40% milk samples fail quality test
The FSSAI said the failure of processed milk samples in fat and SNF checks is surprising
- Published 19.10.19, 6:35 AM
- Updated 19.10.19, 6:35 AM
- 2 mins read
A nationwide survey of milk by India’s food safety regulator has found about 40 per cent samples failed quality checks and five per cent contained a fungal toxin about which scientists had sounded an alert 15 years ago.
The Food Safety Standards Authority of India said on Friday that its survey has established that milk sold in India is “largely safe,” but officials and scientists said the findings still underscore the need to address quality and safety issues.
The survey that tested 6,432 samples of pasteurised, ready-to-drink processed milk or raw milk from over 1,100 cities or towns across the country found 5,976 (93 per cent) samples were “absolutely safe” for human consumption,” the FSSAI said.
However, 37 per cent of samples of processed milk and 47 per cent of samples of raw milk fell short of quality parameters such as levels of milk fat or solid-not-fat (SNF) components.

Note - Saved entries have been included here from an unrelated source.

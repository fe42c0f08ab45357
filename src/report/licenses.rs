use std::collections::BTreeMap;
use std::fmt::{self, Write};

use anyhow::Result;
use colored::*;
use comfy_table::{Cell, CellAlignment, Color};
use serde::Serialize;

use super::table;
use crate::config::{license_verdict, Config};
use crate::graph::EnhancedDependencyGraph;
use crate::license::classifier::classify;
use crate::models::{LicenseRisk, PolicyVerdict};

#[derive(Debug, Serialize)]
pub struct LicenseReport {
    pub module: String,
    pub dependencies_analyzed: usize,
    /// Most used license first.
    pub licenses: Vec<LicenseUsage>,
}

#[derive(Debug, Serialize)]
pub struct LicenseUsage {
    pub license: String,
    pub count: usize,
    pub risk: LicenseRisk,
    pub verdict: PolicyVerdict,
    pub packages: Vec<String>,
}

impl LicenseReport {
    /// Build from a graph whose license pass has run.
    pub fn from_graph(graph: &EnhancedDependencyGraph, config: &Config) -> Self {
        let mut packages: BTreeMap<&str, Vec<String>> = BTreeMap::new();
        for node in graph.enhanced_nodes.values() {
            packages
                .entry(node.license_or_unknown())
                .or_default()
                .push(node.name().to_string());
        }

        let mut licenses: Vec<LicenseUsage> = graph
            .licenses_summary
            .iter()
            .map(|(license, count)| LicenseUsage {
                license: license.clone(),
                count: *count,
                risk: classify(license),
                verdict: license_verdict(config, license),
                packages: packages.remove(license.as_str()).unwrap_or_default(),
            })
            .collect();
        licenses.sort_by(|a, b| b.count.cmp(&a.count).then_with(|| a.license.cmp(&b.license)));

        Self {
            module: graph.module_name().to_string(),
            dependencies_analyzed: graph.graph.all_nodes.len().saturating_sub(1),
            licenses,
        }
    }

    pub fn count_by_verdict(&self, verdict: &PolicyVerdict) -> usize {
        self.licenses
            .iter()
            .filter(|l| &l.verdict == verdict)
            .map(|l| l.count)
            .sum()
    }

    fn has_risk(&self, pred: impl Fn(&LicenseRisk) -> bool) -> bool {
        self.licenses.iter().any(|l| pred(&l.risk))
    }
}

fn verdict_colored(text: &str, verdict: &PolicyVerdict) -> ColoredString {
    match verdict {
        PolicyVerdict::Pass => text.green(),
        PolicyVerdict::Warn => text.yellow(),
        PolicyVerdict::Error => text.red(),
    }
}

pub fn render(report: &LicenseReport, compatibility: bool) -> Result<String> {
    let mut out = String::new();

    writeln!(out, "{}", "License Analysis Report".blue().bold())?;
    writeln!(out, "{}\n", "=======================".blue().bold())?;
    writeln!(out, "Module: {}", report.module)?;
    writeln!(out, "Dependencies analyzed: {}\n", report.dependencies_analyzed)?;

    writeln!(out, "{}", "License Summary:".blue().bold())?;
    for usage in &report.licenses {
        let line = format!("  • {}: {} packages", usage.license, usage.count);
        writeln!(out, "{}", verdict_colored(&line, &usage.verdict))?;
    }
    writeln!(out)?;

    if compatibility {
        write_compatibility(&mut out, report)?;
    }

    writeln!(out, "{}", "Detailed License Breakdown:".blue().bold())?;
    let mut by_name: Vec<&LicenseUsage> = report.licenses.iter().collect();
    by_name.sort_by(|a, b| a.license.cmp(&b.license));
    for usage in by_name {
        let heading = format!("{} ({} packages):", usage.license, usage.packages.len());
        writeln!(out, "\n{}", verdict_colored(&heading, &usage.verdict).bold())?;
        for package in &usage.packages {
            writeln!(out, "  • {}", package)?;
        }
    }
    writeln!(out)?;

    write_recommendations(&mut out, report)?;
    Ok(out)
}

fn write_compatibility(out: &mut String, report: &LicenseReport) -> fmt::Result {
    writeln!(out, "{}", "License Compatibility Analysis:".blue().bold())?;

    let mut t = table(&["License", "Packages", "Risk", "Verdict"]);
    for usage in &report.licenses {
        let (verdict_str, verdict_color) = match usage.verdict {
            PolicyVerdict::Pass => ("✓ pass", Color::Green),
            PolicyVerdict::Warn => ("⚠ warn", Color::Yellow),
            PolicyVerdict::Error => ("✗ error", Color::Red),
        };
        let risk_color = match usage.risk {
            LicenseRisk::Permissive => Color::Green,
            LicenseRisk::WeakCopyleft => Color::Yellow,
            LicenseRisk::StrongCopyleft => Color::Red,
            LicenseRisk::Proprietary => Color::Magenta,
            LicenseRisk::Unknown => Color::DarkGrey,
        };
        t.add_row(vec![
            Cell::new(&usage.license),
            Cell::new(usage.count).set_alignment(CellAlignment::Right),
            Cell::new(usage.risk.to_string()).fg(risk_color),
            Cell::new(verdict_str)
                .fg(verdict_color)
                .set_alignment(CellAlignment::Center),
        ]);
    }
    writeln!(out, "{}", t)?;

    writeln!(
        out,
        "  Pass: {}  Warn: {}  Error: {}",
        report.count_by_verdict(&PolicyVerdict::Pass).to_string().green(),
        report.count_by_verdict(&PolicyVerdict::Warn).to_string().yellow(),
        report.count_by_verdict(&PolicyVerdict::Error).to_string().red(),
    )?;

    let copyleft = report.has_risk(|r| {
        matches!(r, LicenseRisk::WeakCopyleft | LicenseRisk::StrongCopyleft)
    });
    let unknown = report.has_risk(|r| matches!(r, LicenseRisk::Unknown));
    let proprietary = report.has_risk(|r| matches!(r, LicenseRisk::Proprietary));

    if copyleft {
        writeln!(out, "  {}", "⚠ Copyleft licenses detected".yellow().bold())?;
        writeln!(out, "     • May require source code disclosure")?;
        writeln!(out, "     • Review compatibility with your project license")?;
    }
    if proprietary {
        writeln!(out, "  {}", "✗ Proprietary licenses detected".red().bold())?;
        writeln!(out, "     • Check redistribution terms before shipping")?;
    }
    if unknown {
        writeln!(out, "  {}", "✗ Unknown licenses detected".red().bold())?;
        writeln!(out, "     • Manual license review required")?;
        writeln!(out, "     • Risk of license compliance issues")?;
    }
    if !copyleft && !unknown && !proprietary {
        writeln!(
            out,
            "  {}",
            "✓ No obvious license compatibility issues".green().bold()
        )?;
    }
    writeln!(out)?;
    Ok(())
}

fn write_recommendations(out: &mut String, report: &LicenseReport) -> fmt::Result {
    writeln!(out, "{}", "Recommendations:".yellow().bold())?;
    if report.has_risk(|r| matches!(r, LicenseRisk::Unknown)) {
        writeln!(out, "  • Manually review packages with unknown licenses")?;
        writeln!(out, "  • Add confirmed licenses to [licenses.known] in .modviz/config.toml")?;
    }
    if report.has_risk(|r| matches!(r, LicenseRisk::WeakCopyleft | LicenseRisk::StrongCopyleft)) {
        writeln!(out, "  • Review GPL/LGPL license implications for your project")?;
        writeln!(out, "  • Consult legal team if distributing commercial software")?;
    }
    writeln!(out, "  • Document license compliance in your project")?;
    writeln!(out, "  • Set up automated license scanning in CI/CD")?;
    Ok(())
}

The proportions of fat and SNF depends on livestock breeds, feed and fodder quality, and milk dilution with water.
The FSSAI said the failure of processed milk samples in fat and SNF checks is surprising.
“We’ve asked processed milk producers to explain these findings,” said Pawan Kumar Agarwal, its chief executive officer.
But the survey also detected aflatoxin M1, a fungal toxin, viewed by health researchers as a potential carcinogen, in 227 (8 per cent) of 2,607-processed milk samples and 141 (3.7 per cent) of 3,825 raw milk samples.
The FSSAI said aflatoxin M1 enters milk through livestock feed and fodder that is currently not regulated in the country.
Among the total 6,432 samples analysed, the survey found alflatoxin M1 exceeding permissible limits in 368 (5.7 per cent) samples.
“Aflatoxin M1 is a stable substance, it doesn’t get destroyed when milk is pasteurised or boiled,” said Usha Sarma, a senior scientist with the plant pathology division at the Indian Agricultural Research Institute.
“The best way is to prevent it from getting into milk by controlling the quality of feed and fodder,” she told The Telegraph.
Scientists at the Industrial Toxicology Research Institute, Lucknow, had in 2004 also detected aflatoxin M1 in samples of milk and infant milk products and called for the regulation of alflatoxin levels in livestock feed and fodder.
Seven years ago, scientists at the Central Food Technological Research Institute, Mysore, had found aflatoxin M1 exceeding prescribed limits in 17 per cent of samples of ultra-high-temperature processed milk collected from Karnataka and Tamil Nadu.